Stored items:
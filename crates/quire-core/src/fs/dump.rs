//! Streaming export and import of the node graph
//!
//! A dump is a sequence of frames: a 4-byte big-endian length followed by one
//! CBOR-encoded [`DumpRecord`]. The first record is a `Header`, the last an
//! `End` carrying the record counts. Every `Blob` record precedes the rows
//! that reference it, so a reader can store payloads as they arrive.

use std::collections::{HashSet, VecDeque};

use chrono::{DateTime, Utc};
use rusqlite::params;
use serde::{Deserialize, Serialize};
use tokio::io::{AsyncRead, AsyncReadExt, AsyncWrite, AsyncWriteExt};
use tracing::{debug, info};

use super::{NodeFs, ROOT_ID};
use crate::blob::id_from_path;
use crate::storage::{
    ChildBindingRow, FileContentRow, NodeKind, NodeRow, StoreError, StoreResult, Tx,
    SCHEMA_VERSION,
};
use crate::value::Value;

/// Format tag written in every header
pub const DUMP_FORMAT: &str = "quire-dump";

/// Version of the frame and record layout
pub const DUMP_FORMAT_VERSION: u32 = 1;

/// Largest frame accepted when reading
const MAX_FRAME_LEN: u32 = 256 * 1024 * 1024;

/// One self-describing unit of a dump stream
#[derive(Debug, Clone, PartialEq, Serialize, Deserialize)]
#[serde(rename_all = "snake_case")]
pub enum DumpRecord {
    Header {
        format: String,
        format_version: u32,
        schema_version: i32,
        root_id: String,
        created_at: DateTime<Utc>,
    },
    Blob {
        path: String,
        #[serde(with = "serde_bytes")]
        bytes: Vec<u8>,
    },
    Node(NodeRow),
    Binding(ChildBindingRow),
    Content(FileContentRow),
    End {
        nodes: u64,
        bindings: u64,
        contents: u64,
        blobs: u64,
    },
}

/// Record counts of a dump
#[derive(Debug, Clone, Copy, Default, PartialEq, Eq)]
pub struct DumpSummary {
    pub nodes: u64,
    pub bindings: u64,
    pub contents: u64,
    pub blobs: u64,
}

impl NodeFs {
    /// Write every node reachable from the root to `writer`
    ///
    /// The graph is walked breadth-first and each node's frames are written
    /// as soon as its rows are read, so memory use is bounded by one folder's
    /// bindings plus the walk frontier. Bindings whose child no longer exists
    /// are left out.
    pub async fn dump<W>(&self, writer: &mut W) -> StoreResult<DumpSummary>
    where
        W: AsyncWrite + Unpin + Send,
    {
        let schema_version = self.db().schema_version().await?;
        write_frame(
            writer,
            &DumpRecord::Header {
                format: DUMP_FORMAT.to_string(),
                format_version: DUMP_FORMAT_VERSION,
                schema_version,
                root_id: ROOT_ID.to_string(),
                created_at: Utc::now(),
            },
        )
        .await?;

        let mut summary = DumpSummary::default();
        let mut sent = HashSet::new();
        let mut seen = HashSet::new();
        let mut queue = VecDeque::from([ROOT_ID.to_string()]);

        while let Some(id) = queue.pop_front() {
            if !seen.insert(id.clone()) {
                continue;
            }
            let Some(node) = self.node_row(&id).await? else {
                continue;
            };
            let kind = node.kind().ok_or_else(|| {
                StoreError::Conversion(format!(
                    "node '{}' has unknown type '{}'",
                    node.id, node.node_type
                ))
            })?;

            for path in Value::parse(&node.attributes)?.blob_refs() {
                summary.blobs += self.write_blob(writer, &mut sent, path).await?;
            }
            write_frame(writer, &DumpRecord::Node(node)).await?;
            summary.nodes += 1;

            match kind {
                NodeKind::File => {
                    let content: Option<FileContentRow> = self
                        .db()
                        .select_one(
                            "SELECT id, inline_content, blob_path, media_type FROM files WHERE id = ?1",
                            [id.as_str()],
                        )
                        .await?;
                    if let Some(content) = content {
                        if let Some(path) = content.blob_path.clone() {
                            summary.blobs += self.write_blob(writer, &mut sent, path).await?;
                        }
                        write_frame(writer, &DumpRecord::Content(content)).await?;
                        summary.contents += 1;
                    }
                }
                NodeKind::Folder => {
                    let bindings: Vec<ChildBindingRow> = self
                        .db()
                        .select(
                            r#"
                            SELECT b.parent_id, b.bind_id, b.name, b.child_id, b.idx
                            FROM child_bindings b
                            JOIN nodes n ON n.id = b.child_id
                            WHERE b.parent_id = ?1
                            ORDER BY b.idx
                            "#,
                            [id.as_str()],
                        )
                        .await?;
                    for binding in bindings {
                        queue.push_back(binding.child_id.clone());
                        write_frame(writer, &DumpRecord::Binding(binding)).await?;
                        summary.bindings += 1;
                    }
                }
            }
        }

        write_frame(
            writer,
            &DumpRecord::End {
                nodes: summary.nodes,
                bindings: summary.bindings,
                contents: summary.contents,
                blobs: summary.blobs,
            },
        )
        .await?;
        writer.flush().await?;

        info!(
            nodes = summary.nodes,
            bindings = summary.bindings,
            contents = summary.contents,
            blobs = summary.blobs,
            "Dump written"
        );
        Ok(summary)
    }

    /// Rebuild a graph from a dump into this unopened filesystem
    ///
    /// Blob payloads are stored and rows inserted into an import session as
    /// they are read. The session is committed as the next database version
    /// only once the `End` record has been checked; a bad or truncated stream
    /// leaves the database untouched. Call [`NodeFs::open`] afterwards to use
    /// the graph.
    pub async fn undump<R>(&self, reader: &mut R) -> StoreResult<DumpSummary>
    where
        R: AsyncRead + Unpin + Send,
    {
        if self.db().is_open().await {
            return Err(StoreError::AlreadyOpen);
        }
        self.blobs().open().await?;

        match read_frame(reader).await? {
            Some(DumpRecord::Header {
                format,
                format_version,
                schema_version,
                root_id,
                ..
            }) => {
                if format != DUMP_FORMAT || format_version > DUMP_FORMAT_VERSION {
                    return Err(StoreError::Dump(format!(
                        "unsupported dump format {} v{}",
                        format, format_version
                    )));
                }
                if schema_version > SCHEMA_VERSION {
                    return Err(StoreError::Dump(format!(
                        "dump schema version {} is newer than supported version {}",
                        schema_version, SCHEMA_VERSION
                    )));
                }
                if root_id != ROOT_ID {
                    return Err(StoreError::Dump(format!("unexpected root id '{}'", root_id)));
                }
            }
            Some(_) => return Err(StoreError::Dump("stream does not start with a header".to_string())),
            None => return Err(StoreError::Dump("empty stream".to_string())),
        }

        let session = self.db().begin_import().await?;
        let mut summary = DumpSummary::default();
        let mut has_root = false;

        loop {
            let record = read_frame(reader)
                .await?
                .ok_or_else(|| StoreError::Dump("stream ended before the end record".to_string()))?;

            match record {
                DumpRecord::Blob { path, bytes } => {
                    let id = id_from_path(&path).ok_or_else(|| {
                        StoreError::Dump(format!("malformed blob path '{}'", path))
                    })?;
                    self.blobs().write(id, &bytes).await?;
                    summary.blobs += 1;
                }
                DumpRecord::Node(node) => {
                    has_root |= node.id == ROOT_ID && node.kind() == Some(NodeKind::Folder);
                    insert_node(&session.tx(), &node)?;
                    summary.nodes += 1;
                }
                DumpRecord::Binding(binding) => {
                    insert_binding(&session.tx(), &binding)?;
                    summary.bindings += 1;
                }
                DumpRecord::Content(content) => {
                    insert_content(&session.tx(), &content)?;
                    summary.contents += 1;
                }
                DumpRecord::End {
                    nodes,
                    bindings,
                    contents,
                    blobs,
                } => {
                    let expected = DumpSummary {
                        nodes,
                        bindings,
                        contents,
                        blobs,
                    };
                    if expected != summary {
                        return Err(StoreError::Dump(format!(
                            "record counts {:?} do not match end record {:?}",
                            summary, expected
                        )));
                    }
                    break;
                }
                DumpRecord::Header { .. } => {
                    return Err(StoreError::Dump("unexpected second header".to_string()))
                }
            }
        }

        if !has_root {
            return Err(StoreError::Dump("dump has no root folder".to_string()));
        }
        self.db().finish_import(session).await?;

        info!(
            nodes = summary.nodes,
            bindings = summary.bindings,
            contents = summary.contents,
            blobs = summary.blobs,
            "Dump restored"
        );
        Ok(summary)
    }

    /// Emit a blob record unless `path` was already sent; returns 1 if written
    ///
    /// Markers that do not name a stored blob travel inside their row as-is.
    async fn write_blob<W>(
        &self,
        writer: &mut W,
        sent: &mut HashSet<String>,
        path: String,
    ) -> StoreResult<u64>
    where
        W: AsyncWrite + Unpin + Send,
    {
        if sent.contains(&path) {
            return Ok(0);
        }
        let Some(id) = id_from_path(&path) else {
            debug!(path = %path, "Leaving foreign blob marker in place");
            return Ok(0);
        };
        let bytes = self.blobs().read(id).await?;
        debug!(path = %path, size = bytes.len(), "Dumping blob");

        let record = DumpRecord::Blob {
            path: path.clone(),
            bytes,
        };
        write_frame(writer, &record).await?;
        sent.insert(path);
        Ok(1)
    }
}

fn insert_node(tx: &Tx<'_>, node: &NodeRow) -> StoreResult<()> {
    tx.run(
        "INSERT INTO nodes (id, type, attributes) VALUES (?1, ?2, ?3)",
        params![node.id, node.node_type, node.attributes],
    )?;
    Ok(())
}

fn insert_content(tx: &Tx<'_>, content: &FileContentRow) -> StoreResult<()> {
    tx.run(
        "INSERT INTO files (id, inline_content, blob_path, media_type) VALUES (?1, ?2, ?3, ?4)",
        params![
            content.id,
            content.inline_content,
            content.blob_path,
            content.media_type
        ],
    )?;
    Ok(())
}

fn insert_binding(tx: &Tx<'_>, binding: &ChildBindingRow) -> StoreResult<()> {
    tx.run(
        "INSERT INTO child_bindings (parent_id, bind_id, name, child_id, idx) VALUES (?1, ?2, ?3, ?4, ?5)",
        params![
            binding.parent_id,
            binding.bind_id,
            binding.name,
            binding.child_id,
            binding.idx
        ],
    )?;
    Ok(())
}

async fn write_frame<W>(writer: &mut W, record: &DumpRecord) -> StoreResult<()>
where
    W: AsyncWrite + Unpin + Send,
{
    let mut buf = Vec::new();
    ciborium::into_writer(record, &mut buf).map_err(|e| StoreError::Dump(e.to_string()))?;
    let len = u32::try_from(buf.len())
        .ok()
        .filter(|&len| len <= MAX_FRAME_LEN)
        .ok_or_else(|| StoreError::Dump(format!("record of {} bytes is too large", buf.len())))?;

    writer.write_u32(len).await?;
    writer.write_all(&buf).await?;
    Ok(())
}

/// Read one frame, `None` on a clean end of stream
async fn read_frame<R>(reader: &mut R) -> StoreResult<Option<DumpRecord>>
where
    R: AsyncRead + Unpin + Send,
{
    let len = match reader.read_u32().await {
        Ok(len) => len,
        Err(e) if e.kind() == std::io::ErrorKind::UnexpectedEof => return Ok(None),
        Err(e) => return Err(e.into()),
    };
    if len > MAX_FRAME_LEN {
        return Err(StoreError::Dump(format!("frame of {} bytes exceeds limit", len)));
    }

    let mut buf = vec![0u8; len as usize];
    reader.read_exact(&mut buf).await.map_err(|e| match e.kind() {
        std::io::ErrorKind::UnexpectedEof => StoreError::Dump("truncated frame".to_string()),
        _ => e.into(),
    })?;

    ciborium::from_reader(buf.as_slice())
        .map(Some)
        .map_err(|e| StoreError::Dump(format!("undecodable record: {}", e)))
}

### Exercise objective
You are asked to count the lines of the records above in which the word "attributes" occurs, and to give only that number.

### Task solution
3